He didn’t finish the sentence. The meaning was clear. The longer the personality split went on, the more his brain overworked.
“You could’ve told me,” Delagarza said. “I almost died back then.”
Hirsen sat next to him by the fountain and gazed at the fish. “They’re called Koi. I heard you wonder about it. Yes, Samuel, I could’ve told you, but that would’ve defeated the purpose of developing a split personality with fake memories. It’d be a lot of wasted effort for nothing.”
“That didn’t stop you after Krieger shot me.”
“I had to. You were freaking out and blocking me away from slowing my heartbeat.”
The way Hirsen talked about Delagarza’s heart made him get up and punch the agent in the face. It was like hitting the wind. His hand passed right through. Hirsen didn’t even acknowledge the attempt.
“What was the purpose of that?” Delagarza asked. His rage quickly transformed into tiredness. He wanted to sleep without dreaming, but the medications wouldn’t allow that.
Hirsen gave him a look that Delagarza couldn’t decipher. It irked him. He wasn’t used to people who were able to hide themselves to him like that.
“Don’t know, Samuel?

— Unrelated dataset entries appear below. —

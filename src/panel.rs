/// Side panel refresh cycle: search, group, nest
use crate::clock::Clock;
use crate::group_store::CustomGroupStore;
use crate::grouping::{GroupedTabs, effective_strategy, filter_tabs, group_tabs};
use crate::storage::{StorageBackend, StorageError};
use crate::tab_data::{AutoGroupStrategy, CustomGroupConfig, TabInfo};

/// Everything one render of the side panel depends on
///
/// Tabs and custom groups are replaced wholesale on each refresh, never
/// patched in place.
#[derive(Debug, Clone, PartialEq)]
pub struct PanelState {
    pub tabs: Vec<TabInfo>,
    pub search_query: String,
    pub strategy: AutoGroupStrategy,
    pub enable_auto_grouping: bool,
    pub custom_groups: Vec<CustomGroupConfig>,
}

impl Default for PanelState {
    fn default() -> Self {
        PanelState {
            tabs: Vec::new(),
            search_query: String::new(),
            strategy: AutoGroupStrategy::Domain,
            enable_auto_grouping: true,
            custom_groups: Vec::new(),
        }
    }
}

impl PanelState {
    pub fn new() -> Self {
        Self::default()
    }

    pub fn visible_tabs(&self) -> Vec<TabInfo> {
        filter_tabs(&self.tabs, &self.search_query)
    }

    pub fn grouped(&self, clock: &impl Clock) -> GroupedTabs {
        let strategy = effective_strategy(self.enable_auto_grouping, self.strategy);
        group_tabs(&self.visible_tabs(), strategy, &self.custom_groups, clock)
    }

    /// Reload custom groups for a new tab list, pruning ids of closed tabs first
    ///
    /// Pruning is skipped for an empty tab list: that is what the panel sees
    /// before the first tab query answers, and pruning then would empty every group.
    pub async fn refresh<S: StorageBackend, C: Clock>(
        &mut self,
        store: &CustomGroupStore<S, C>,
        tabs: Vec<TabInfo>,
    ) -> Result<(), StorageError> {
        if !tabs.is_empty() {
            let active_ids: Vec<i32> = tabs.iter().map(|tab| tab.id).collect();
            store.cleanup_dead_tabs(&active_ids).await?;
        }
        self.tabs = tabs;
        self.custom_groups = store.list().await?;
        Ok(())
    }

    /// Drop closed tabs locally without waiting for the next tab query
    pub fn forget_tabs(&mut self, closed: &[i32]) {
        self.tabs.retain(|tab| !closed.contains(&tab.id));
    }
}

#[cfg(test)]
mod tests {
    use super::*;
    use crate::clock::ManualClock;
    use crate::hierarchy::organize_hierarchy;
    use crate::storage::{CUSTOM_GROUPS_KEY, MemoryStorage, save};
    use futures::executor::block_on;

    const T0: f64 = 1_700_000_000_000.0;

    fn create_test_tab(id: i32, url: &str, title: &str) -> TabInfo {
        TabInfo::new(id, url.to_string(), title.to_string())
    }

    fn create_custom_group(id: &str, tab_ids: Vec<i32>, parent: Option<&str>) -> CustomGroupConfig {
        CustomGroupConfig {
            id: id.to_string(),
            name: id.to_uppercase(),
            color: "#22C55E".to_string(),
            tab_ids,
            is_favorite: false,
            parent_group_id: parent.map(str::to_string),
            created_at: T0,
            last_modified: T0,
        }
    }

    #[test]
    fn test_grouped_applies_search_then_strategy() {
        let clock = ManualClock::new(T0, 14);
        let state = PanelState {
            tabs: vec![
                create_test_tab(1, "https://github.com/rust-lang", "Rust"),
                create_test_tab(2, "https://youtube.com/watch", "Music"),
                create_test_tab(3, "https://github.com/tokio-rs", "Tokio"),
            ],
            search_query: "github".to_string(),
            strategy: AutoGroupStrategy::TimeOfDay,
            ..PanelState::new()
        };

        let groups = state.grouped(&clock);

        assert_eq!(groups.len(), 1);
        assert_eq!(groups["auto_Afternoon Tabs"].tab_ids(), vec![1, 3]);
    }

    #[test]
    fn test_disabled_auto_grouping_uses_domain() {
        let clock = ManualClock::new(T0, 14);
        let state = PanelState {
            tabs: vec![create_test_tab(1, "https://github.com/rust-lang", "Rust")],
            strategy: AutoGroupStrategy::TimeOfDay,
            enable_auto_grouping: false,
            ..PanelState::new()
        };

        let groups = state.grouped(&clock);

        assert!(groups.contains_key("auto_GitHub"));
    }

    #[test]
    fn test_refresh_prunes_dead_tabs_and_reloads_groups() {
        let storage = MemoryStorage::new();
        let clock = ManualClock::new(T0, 9);
        let store = CustomGroupStore::new(&storage, &clock);
        block_on(save(&storage, CUSTOM_GROUPS_KEY, &vec![create_custom_group("g", vec![1, 2], None)])).unwrap();
        let mut state = PanelState::new();

        block_on(state.refresh(&store, vec![create_test_tab(1, "https://a.com", "A")])).unwrap();

        assert_eq!(state.tabs.len(), 1);
        assert_eq!(state.custom_groups[0].tab_ids, vec![1]);
    }

    #[test]
    fn test_refresh_with_no_tabs_keeps_group_membership() {
        let storage = MemoryStorage::new();
        let clock = ManualClock::new(T0, 9);
        let store = CustomGroupStore::new(&storage, &clock);
        block_on(save(&storage, CUSTOM_GROUPS_KEY, &vec![create_custom_group("g", vec![1, 2], None)])).unwrap();
        let mut state = PanelState::new();

        block_on(state.refresh(&store, Vec::new())).unwrap();

        assert_eq!(state.custom_groups[0].tab_ids, vec![1, 2]);
        assert_eq!(storage.write_count(), 1);
    }

    #[test]
    fn test_hierarchy_over_panel_groups() {
        let clock = ManualClock::new(T0, 9);
        let state = PanelState {
            tabs: vec![
                create_test_tab(1, "https://a.com", "A"),
                create_test_tab(2, "https://b.com", "B"),
                create_test_tab(3, "https://c.com", "C"),
            ],
            custom_groups: vec![
                create_custom_group("parent", vec![1], None),
                create_custom_group("child", vec![2], Some("parent")),
            ],
            ..PanelState::new()
        };

        let groups = state.grouped(&clock);
        let nested = organize_hierarchy(&groups);

        let top: Vec<&str> = nested.top_level_groups.iter().map(|g| g.id.as_str()).collect();
        assert_eq!(top, vec!["parent", "auto_C"]);
        assert_eq!(nested.children_of("parent")[0].id, "child");
    }

    #[test]
    fn test_forget_tabs() {
        let mut state = PanelState {
            tabs: vec![
                create_test_tab(1, "https://a.com", "A"),
                create_test_tab(2, "https://b.com", "B"),
            ],
            ..PanelState::new()
        };

        state.forget_tabs(&[1]);

        assert_eq!(state.tabs.len(), 1);
        assert_eq!(state.tabs[0].id, 2);
    }
}
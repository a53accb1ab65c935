//! Posting, editing, deleting and voting on reviews.

use entity::{review, user};
use tracing::{debug, info};
use validator::Validate;

use crate::{
    actions::{authorize, Delete, UpdateReview},
    auth::Auth,
    config::VotePolicy,
    constants::VOTE_KEY_PREFIX,
    error::ReviewlyError,
    forms::ReviewForm,
    repo::review::Vote,
    server::State,
};

/// Post a new review by `author`.
pub(crate) async fn create(
    state: &State,
    author: &user::Model,
    form: ReviewForm,
) -> Result<review::Model, ReviewlyError> {
    form.validate()?;

    let review = state
        .reviews
        .insert(author, form.title, form.product_name, form.content)
        .await?;

    info!(review = review.id, user = author.id, "Review posted");
    Ok(review)
}

pub(crate) async fn list_by_author(
    state: &State,
    author: &user::Model,
) -> Result<Vec<review::Model>, ReviewlyError> {
    Ok(state.reviews.list_by_author(author).await?)
}

pub(crate) async fn list_all_by_votes_desc(
    state: &State,
) -> Result<Vec<(review::Model, Option<user::Model>)>, ReviewlyError> {
    Ok(state.reviews.list_all_by_votes_desc().await?)
}

/// Look up a review the requester is about to edit, for pre-filling the form.
pub(crate) async fn get_for_edit(
    state: &State,
    auth: &Auth,
    id: i32,
) -> Result<review::Model, ReviewlyError> {
    let review = find(state, id).await?;
    authorize(state, auth, UpdateReview::from(&review), &review).await?;
    Ok(review)
}

/// Replace a review's title, product name and content.
pub(crate) async fn edit(
    state: &State,
    auth: &Auth,
    id: i32,
    changes: UpdateReview,
) -> Result<review::Model, ReviewlyError> {
    let review = find(state, id).await?;
    authorize(state, auth, changes.clone(), &review).await?;
    changes.validate()?;

    let review = state
        .reviews
        .update_text(review, changes.title, changes.product_name, changes.content)
        .await?;

    info!(review = review.id, "Review edited");
    Ok(review)
}

/// Permanently remove a review.
pub(crate) async fn delete(state: &State, auth: &Auth, id: i32) -> Result<(), ReviewlyError> {
    let review = find(state, id).await?;
    authorize(state, auth, Delete, &review).await?;

    if !state.reviews.delete(review.id).await? {
        return Err(ReviewlyError::NotFound);
    }
    state
        .store
        .del(&format!("{}{}", VOTE_KEY_PREFIX, review.id))
        .await?;

    info!(review = id, "Review deleted");
    Ok(())
}

/// Count one vote, subject to the configured vote policy.
///
/// Under the once-per-user policy a repeated vote is ignored and the review is returned unchanged.
pub(crate) async fn vote(
    state: &State,
    auth: &Auth,
    id: i32,
    vote: Vote,
) -> Result<review::Model, ReviewlyError> {
    if state.config.vote_policy == VotePolicy::OncePerUser {
        let voter = auth.user().ok_or(ReviewlyError::Unauthenticated)?;
        let review = find(state, id).await?;

        let key = format!("{}{}", VOTE_KEY_PREFIX, review.id);
        if !state.store.add_member(&key, voter.id).await? {
            debug!(review = id, user = voter.id, "Repeated vote ignored");
            return Ok(review);
        }
    }

    if !state.reviews.increment(id, vote).await? {
        return Err(ReviewlyError::NotFound);
    }
    find(state, id).await
}

async fn find(state: &State, id: i32) -> Result<review::Model, ReviewlyError> {
    state
        .reviews
        .find_by_id(id)
        .await?
        .ok_or(ReviewlyError::NotFound)
}
use axum::{
    async_trait,
    extract::{FromRequest, Path, RequestParts},
    response::{IntoResponse, Redirect, Response},
};
use tracing::debug;

use crate::error::ReviewlyError;

pub(crate) mod home;
pub(crate) mod login;
pub(crate) mod reviews;
pub(crate) mod user;

pub(crate) use home::*;
pub(crate) use login::*;
pub(crate) use reviews::*;
pub(crate) use user::*;

/// `303 See Other` to `path`, the answer to every successful form submission.
pub(crate) fn redirect(path: &str) -> Response {
    Redirect::to(path).into_response()
}

/// The `:id` segment of a review route. An id that is not a number, or does not fit one, cannot
/// name a review, so it is a 404 like any other missing review.
pub(crate) struct ReviewId(pub(crate) i32);

#[async_trait]
impl<B> FromRequest<B> for ReviewId
where
    B: Send,
{
    type Rejection = ReviewlyError;

    async fn from_request(req: &mut RequestParts<B>) -> Result<Self, Self::Rejection> {
        let Path(id) = Path::<i32>::from_request(req).await.map_err(|rejection| {
            debug!("Unusable review id: {}", rejection);
            ReviewlyError::NotFound
        })?;
        Ok(ReviewId(id))
    }
}

#[cfg(test)]
pub(crate) mod test_client {
    //! Drives the full router in-process.

    use axum::{
        body::Body,
        http::{header, Method, Request, Response, StatusCode},
    };
    use serde_json::Value;
    use std::sync::Arc;
    use tower::ServiceExt;

    use crate::server::{app, State};

    pub(crate) struct TestClient {
        pub(crate) state: Arc<State>,
        /// `name=value` of the session cookie, once logged in.
        pub(crate) cookie: Option<String>,
    }

    pub(crate) struct TestResponse {
        pub(crate) status: StatusCode,
        pub(crate) location: Option<String>,
        pub(crate) set_cookie: Option<String>,
        pub(crate) body: Vec<u8>,
    }

    impl TestResponse {
        pub(crate) fn json(&self) -> Value {
            serde_json::from_slice(&self.body).unwrap()
        }

        pub(crate) fn assert_redirect(&self, to: &str) {
            assert_eq!(self.status, StatusCode::SEE_OTHER);
            assert_eq!(self.location.as_deref(), Some(to));
        }
    }

    impl TestClient {
        pub(crate) fn new(state: Arc<State>) -> Self {
            TestClient {
                state,
                cookie: None,
            }
        }

        pub(crate) async fn get(&self, uri: &str) -> TestResponse {
            self.send(Method::GET, uri, None).await
        }

        pub(crate) async fn post(&self, uri: &str, form: &str) -> TestResponse {
            self.send(Method::POST, uri, Some(form)).await
        }

        async fn send(&self, method: Method, uri: &str, form: Option<&str>) -> TestResponse {
            let mut req = Request::builder().method(method).uri(uri);
            if let Some(cookie) = &self.cookie {
                req = req.header(header::COOKIE, cookie.as_str());
            }
            let req = match form {
                Some(form) => req
                    .header(header::CONTENT_TYPE, "application/x-www-form-urlencoded")
                    .body(Body::from(form.to_owned())),
                None => req.body(Body::empty()),
            }
            .unwrap();

            let res: Response<_> = app(self.state.clone()).oneshot(req).await.unwrap();
            let header = |name: header::HeaderName| {
                res.headers()
                    .get(name)
                    .map(|value: &header::HeaderValue| value.to_str().unwrap().to_owned())
            };
            let location = header(header::LOCATION);
            let set_cookie = header(header::SET_COOKIE);
            let status = res.status();
            let body = hyper::body::to_bytes(res.into_body())
                .await
                .unwrap()
                .to_vec();

            TestResponse {
                status,
                location,
                set_cookie,
                body,
            }
        }

        /// Register and log in, keeping the session cookie for later requests.
        pub(crate) async fn sign_up(&mut self, username: &str, password: &str) {
            let email = format!("{}@x.com", username);
            self.post(
                "/register",
                &format!(
                    "username={}&email={}&password={pw}&confirm_password={pw}",
                    username,
                    email,
                    pw = password
                ),
            )
            .await
            .assert_redirect("/login");

            let res = self
                .post("/login", &format!("email={}&password={}", email, password))
                .await;
            res.assert_redirect("/");
            let set_cookie = res.set_cookie.expect("login sets a cookie");
            self.cookie = set_cookie.split(';').next().map(str::to_owned);
        }
    }
}
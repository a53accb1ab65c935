//! Database entities shared by the server.

pub mod review;
pub mod user;
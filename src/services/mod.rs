//! The operations behind the routes, independent of HTTP.

pub(crate) mod accounts;
pub(crate) mod reviews;
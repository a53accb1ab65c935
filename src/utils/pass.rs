//! Password-related utilities.

use lazy_static::lazy_static;
use libreauth::pass::{Algorithm, HashBuilder, Hasher};

use crate::error::ReviewlyError;

pub(crate) const PWD_ALGORITHM: Algorithm = Algorithm::Argon2;
pub(crate) const PWD_SCHEME_VERSION: usize = 1;
pub(crate) const PWD_MIN_LEN: usize = 3;
pub(crate) const PWD_MAX_LEN: usize = 128;

// If the Hasher changes, make sure to increment PWD_SCHEME_VERSION
lazy_static! {
    pub(crate) static ref HASHER: Hasher = {
        HashBuilder::new()
            .algorithm(PWD_ALGORITHM)
            .version(PWD_SCHEME_VERSION)
            .min_len(PWD_MIN_LEN)
            .max_len(PWD_MAX_LEN)
            .finalize()
            .expect("password hasher parameters are valid")
    };
}

/// Hash a plaintext password into PHC form.
pub(crate) fn hash(password: &str) -> Result<String, ReviewlyError> {
    HASHER
        .hash(password)
        .map_err(|e| ReviewlyError::PasswordHash(format!("{:?}", e)))
}

/// The outcome of checking a password against a stored hash.
#[derive(Debug, PartialEq, Eq)]
pub(crate) enum Verified {
    No,
    Yes,
    /// Correct, but hashed under an older scheme version.
    YesNeedsRehash,
}

/// Check a plaintext password against the stored PHC string. A malformed stored hash never verifies.
pub(crate) fn verify(stored: &str, password: &str) -> Verified {
    let checker = match HashBuilder::from_phc(stored) {
        Ok(checker) => checker,
        Err(e) => {
            tracing::warn!("Stored password hash is unreadable: {:?}", e);
            return Verified::No;
        }
    };

    if !checker.is_valid(password) {
        Verified::No
    } else if checker.needs_update(Some(PWD_SCHEME_VERSION)) {
        Verified::YesNeedsRehash
    } else {
        Verified::Yes
    }
}

#[cfg(test)]
mod tests {
    use super::*;

    #[test]
    fn hash_never_equals_plaintext_and_verifies() {
        let stored = hash("hunter22").unwrap();
        assert_ne!(stored, "hunter22");
        assert_eq!(verify(&stored, "hunter22"), Verified::Yes);
        assert_eq!(verify(&stored, "hunter23"), Verified::No);
    }

    #[test]
    fn garbage_hash_does_not_verify() {
        assert_eq!(verify("not-a-phc-string", "whatever"), Verified::No);
    }
}
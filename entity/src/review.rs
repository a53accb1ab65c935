use oso::PolarClass;
use sea_orm::entity::prelude::*;

/// A product review. `date_posted` and `user_id` never change after insert.
#[derive(Clone, Debug, PartialEq, DeriveEntityModel, PolarClass)]
#[sea_orm(table_name = "review")]
#[polar(class_name = "Review")]
pub struct Model {
    #[sea_orm(primary_key)]
    #[polar(attribute)]
    pub id: i32,
    pub title: String,
    pub product_name: String,
    #[sea_orm(column_type = "Text")]
    pub content: String,
    pub date_posted: DateTimeUtc,
    #[polar(attribute)]
    pub user_id: i32,
    pub upvotes: i32,
    pub downvotes: i32,
}

#[derive(Copy, Clone, Debug, EnumIter, DeriveRelation)]
pub enum Relation {
    #[sea_orm(
        belongs_to = "super::user::Entity",
        from = "Column::UserId",
        to = "super::user::Column::Id"
    )]
    User,
}

impl Related<super::user::Entity> for Entity {
    fn to() -> RelationDef {
        Relation::User.def()
    }
}

impl ActiveModelBehavior for ActiveModel {}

C’mon, I gave you all the tools you need to figure it out by yourself.”
Delagarza thought of trying to hit him again. Instead, he said:
“The loyalty test?”
“Those nanobots are part of it,” Hirsen said. “The other is Strauze himself. Remember how you disliked him since the beginning?”
“Another prim and proper asshole, yeah.” Now that he thought about it, Strauze and Hirsen had a lot in common. Hirsen lacked the shark-like smile, but the same impression of danger barely contained under the surface was still there. Delagarza only had to look harder.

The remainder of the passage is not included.